§ **Work instructions**
Repeat exactly the lines from the start of the records below through the line that contains "pub trait Crawler: Send", including both.

§ **Dataset excerpts**
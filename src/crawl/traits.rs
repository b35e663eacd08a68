use crate::models::PageFragment;
use anyhow::Result;
use async_trait::async_trait;

/// Common trait for crawl collaborators feeding the listing pipeline
#[async_trait]
pub trait Crawler: Send + Sync {
    /// Crawl from `url` and return one fragment per page, in crawl order
    async fn crawl(&self, url: &str) -> Result<Vec<PageFragment>>;

    /// Get the name of the crawl service
    fn source_name(&self) -> &'static str;
}
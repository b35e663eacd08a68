use chrono::{DateTime, Utc};
use serde::{Deserialize, Serialize};

use crate::error::CriteriaParseError;

/// Property type used when the request does not narrow the search
pub const ANY_PROPERTY_TYPE: &str = "all";

/// Structured housing search request
#[derive(Debug, Clone, Serialize, Deserialize, PartialEq)]
pub struct Criteria {
    /// Free-text city name
    pub location: String,
    /// Maximum monthly rent (DKK)
    pub max_price: u64,
    /// Minimum number of rooms
    pub min_bedrooms: u32,
    /// Housing type filter, `"all"` when unrestricted
    pub property_type: String,
    /// Minimum size in square meters
    pub min_size_m2: Option<u32>,
    /// Maximum size in square meters
    pub max_size_m2: Option<u32>,
    /// Require a furnished home
    pub furnished: Option<bool>,
    /// Require the home to be available right away
    pub immediate_availability: Option<bool>,
    /// Require pets to be allowed
    pub pets_allowed: Option<bool>,
}

impl Criteria {
    /// Create criteria with the three required fields and no optional filters
    pub fn new(
        location: impl Into<String>,
        max_price: u64,
        min_bedrooms: u32,
    ) -> Result<Self, CriteriaParseError> {
        let criteria = Self {
            location: location.into(),
            max_price,
            min_bedrooms,
            property_type: ANY_PROPERTY_TYPE.to_string(),
            min_size_m2: None,
            max_size_m2: None,
            furnished: None,
            immediate_availability: None,
            pets_allowed: None,
        };
        criteria.validate()?;
        Ok(criteria)
    }

    /// Narrow the search to one housing type
    pub fn with_property_type(mut self, property_type: impl Into<String>) -> Self {
        self.property_type = property_type.into();
        self
    }

    /// Require at least this many square meters
    pub fn with_min_size(mut self, min_size_m2: u32) -> Self {
        self.min_size_m2 = Some(min_size_m2);
        self
    }

    /// Check the invariants every search relies on
    pub fn validate(&self) -> Result<(), CriteriaParseError> {
        if self.location.trim().is_empty() {
            return Err(CriteriaParseError::invalid("location is empty"));
        }
        if self.max_price == 0 {
            return Err(CriteriaParseError::invalid("max_price must be positive"));
        }
        Ok(())
    }
}

/// One crawled page as handed over by the crawl collaborator
#[derive(Debug, Clone, Default, Serialize, Deserialize, PartialEq)]
pub struct PageFragment {
    /// Extracted page text
    pub text: String,
    /// Outbound links in page order
    pub links: Vec<String>,
}

impl PageFragment {
    pub fn new(text: impl Into<String>, links: Vec<String>) -> Self {
        Self {
            text: text.into(),
            links,
        }
    }
}

/// Candidate rental listing derived from a single page fragment
#[derive(Debug, Clone, Serialize, Deserialize, PartialEq)]
pub struct Listing {
    /// First line of the page text, possibly empty
    pub title: String,
    /// Monthly rent (DKK)
    pub price: Option<u64>,
    /// Copied from the criteria, never read from the page
    pub location: Option<String>,
    /// Floor area in square meters
    pub size_m2: Option<u32>,
    /// Number of rooms
    pub bedrooms: Option<u32>,
    /// Always `"apartment"`; the page text is not classified
    pub property_type: String,
    /// Absolute URL of the listing page
    pub listing_url: Option<String>,
}

/// Whether the crawl went through
#[derive(Debug, Clone, Copy, Serialize, Deserialize, PartialEq, Eq)]
#[serde(rename_all = "lowercase")]
pub enum SearchStatus {
    Success,
    Error,
}

/// Where and when a search ran
#[derive(Debug, Clone, Serialize, Deserialize)]
pub struct SearchMetadata {
    pub search_url: String,
    pub listings_found: usize,
    pub search_date: DateTime<Utc>,
}

/// Outcome of one search invocation
#[derive(Debug, Clone, Serialize, Deserialize)]
pub struct SearchResult {
    pub status: SearchStatus,
    pub criteria: Criteria,
    pub listings: Vec<Listing>,
    #[serde(skip_serializing_if = "Option::is_none")]
    pub error: Option<String>,
    pub metadata: SearchMetadata,
}

impl SearchResult {
    /// Result of a completed crawl with the listings that matched
    pub fn success(criteria: Criteria, search_url: String, listings: Vec<Listing>) -> Self {
        Self {
            status: SearchStatus::Success,
            criteria,
            metadata: SearchMetadata {
                search_url,
                listings_found: listings.len(),
                search_date: Utc::now(),
            },
            listings,
            error: None,
        }
    }

    /// Result of a search whose crawl failed
    pub fn failure(criteria: Criteria, search_url: String, error: impl Into<String>) -> Self {
        Self {
            status: SearchStatus::Error,
            criteria,
            listings: Vec::new(),
            error: Some(error.into()),
            metadata: SearchMetadata {
                search_url,
                listings_found: 0,
                search_date: Utc::now(),
            },
        }
    }

    pub fn is_success(&self) -> bool {
        self.status == SearchStatus::Success
    }
}
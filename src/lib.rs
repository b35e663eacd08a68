pub mod agent;
pub mod config;
pub mod crawl;
pub mod error;
pub mod extract;
pub mod format;
pub mod interpreter;
pub mod llm;
pub mod matcher;
pub mod models;
pub mod search_url;
pub mod session;

pub use agent::{Conversation, HousingSearchAgent, SearchContext};
pub use config::Config;
pub use error::{CriteriaParseError, SearchError};
pub use models::{Criteria, Listing, PageFragment, SearchResult};
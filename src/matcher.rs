use crate::error::MatchSkip;
use crate::models::{Criteria, Listing};
use tracing::debug;

/// Check a listing against the price ceiling and room minimum.
///
/// Missing data fails closed. A zero price or room count counts as missing,
/// as does an empty location. Size bounds, furnishing, pets and availability
/// are not considered even when the criteria carry them.
pub fn evaluate(listing: &Listing, criteria: &Criteria) -> Result<(), MatchSkip> {
    let price = listing
        .price
        .filter(|p| *p > 0)
        .ok_or(MatchSkip::MissingPrice)?;
    let bedrooms = listing
        .bedrooms
        .filter(|b| *b > 0)
        .ok_or(MatchSkip::MissingBedrooms)?;
    listing
        .location
        .as_deref()
        .filter(|l| !l.is_empty())
        .ok_or(MatchSkip::MissingLocation)?;

    if price > criteria.max_price {
        return Err(MatchSkip::PriceAboveCeiling {
            price,
            max_price: criteria.max_price,
        });
    }
    if bedrooms < criteria.min_bedrooms {
        return Err(MatchSkip::TooFewBedrooms {
            bedrooms,
            min_bedrooms: criteria.min_bedrooms,
        });
    }

    Ok(())
}

pub fn matches(listing: &Listing, criteria: &Criteria) -> bool {
    match evaluate(listing, criteria) {
        Ok(()) => true,
        Err(skip) => {
            debug!("Rejected '{}': {}", listing.title, skip);
            false
        }
    }
}

/// Keep the listings that pass, preserving their order
pub fn filter_matching(listings: Vec<Listing>, criteria: &Criteria) -> Vec<Listing> {
    listings
        .into_iter()
        .filter(|listing| matches(listing, criteria))
        .collect()
}

#[cfg(test)]
mod tests {
    use super::*;

    fn criteria() -> Criteria {
        Criteria::new("Copenhagen", 19000, 2).unwrap()
    }

    fn listing(price: Option<u64>, bedrooms: Option<u32>) -> Listing {
        Listing {
            title: "Flat".to_string(),
            price,
            location: Some("Copenhagen".to_string()),
            size_m2: None,
            bedrooms,
            property_type: "apartment".to_string(),
            listing_url: None,
        }
    }

    #[test]
    fn price_above_ceiling_is_rejected() {
        assert_eq!(
            evaluate(&listing(Some(19500), Some(2)), &criteria()),
            Err(MatchSkip::PriceAboveCeiling {
                price: 19500,
                max_price: 19000
            })
        );
    }

    #[test]
    fn extra_rooms_are_accepted() {
        assert!(matches(&listing(Some(18000), Some(3)), &criteria()));
    }

    #[test]
    fn price_equal_to_ceiling_is_accepted() {
        assert!(matches(&listing(Some(19000), Some(2)), &criteria()));
    }

    #[test]
    fn too_few_rooms_is_rejected() {
        assert_eq!(
            evaluate(&listing(Some(10000), Some(1)), &criteria()),
            Err(MatchSkip::TooFewBedrooms {
                bedrooms: 1,
                min_bedrooms: 2
            })
        );
    }

    #[test]
    fn missing_fields_fail_closed() {
        let loose = Criteria::new("Copenhagen", u64::MAX, 0).unwrap();

        assert_eq!(evaluate(&listing(None, Some(3)), &loose), Err(MatchSkip::MissingPrice));
        assert_eq!(evaluate(&listing(Some(100), None), &loose), Err(MatchSkip::MissingBedrooms));

        let mut nowhere = listing(Some(100), Some(3));
        nowhere.location = None;
        assert_eq!(evaluate(&nowhere, &loose), Err(MatchSkip::MissingLocation));

        nowhere.location = Some(String::new());
        assert!(!matches(&nowhere, &loose));
    }

    #[test]
    fn zero_values_count_as_missing() {
        let loose = Criteria::new("Copenhagen", 50000, 0).unwrap();
        assert!(!matches(&listing(Some(0), Some(2)), &loose));
        assert!(!matches(&listing(Some(5000), Some(0)), &loose));
    }

    #[test]
    fn optional_criteria_are_ignored() {
        let mut strict = criteria().with_min_size(200);
        strict.max_size_m2 = Some(210);
        strict.pets_allowed = Some(true);
        strict.furnished = Some(true);

        let mut small = listing(Some(15000), Some(2));
        small.size_m2 = Some(40);
        assert!(matches(&small, &strict));
    }

    #[test]
    fn filter_keeps_order() {
        let mut a = listing(Some(10000), Some(2));
        a.title = "A".into();
        let b = listing(Some(25000), Some(2));
        let mut c = listing(Some(12000), Some(4));
        c.title = "C".into();

        let kept = filter_matching(vec![a, b, c], &criteria());
        let titles: Vec<_> = kept.iter().map(|l| l.title.as_str()).collect();
        assert_eq!(titles, vec!["A", "C"]);
    }
}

§ **Solution to this exercise**
filename src/crawl/traits.rs
repository b35e663eacd08a68
use crate::models::PageFragment;
use anyhow::Result;
use async_trait::async_trait;

/// Common trait for crawl collaborators feeding the listing pipeline
#[async_trait]
pub trait Crawler: Send + Sync {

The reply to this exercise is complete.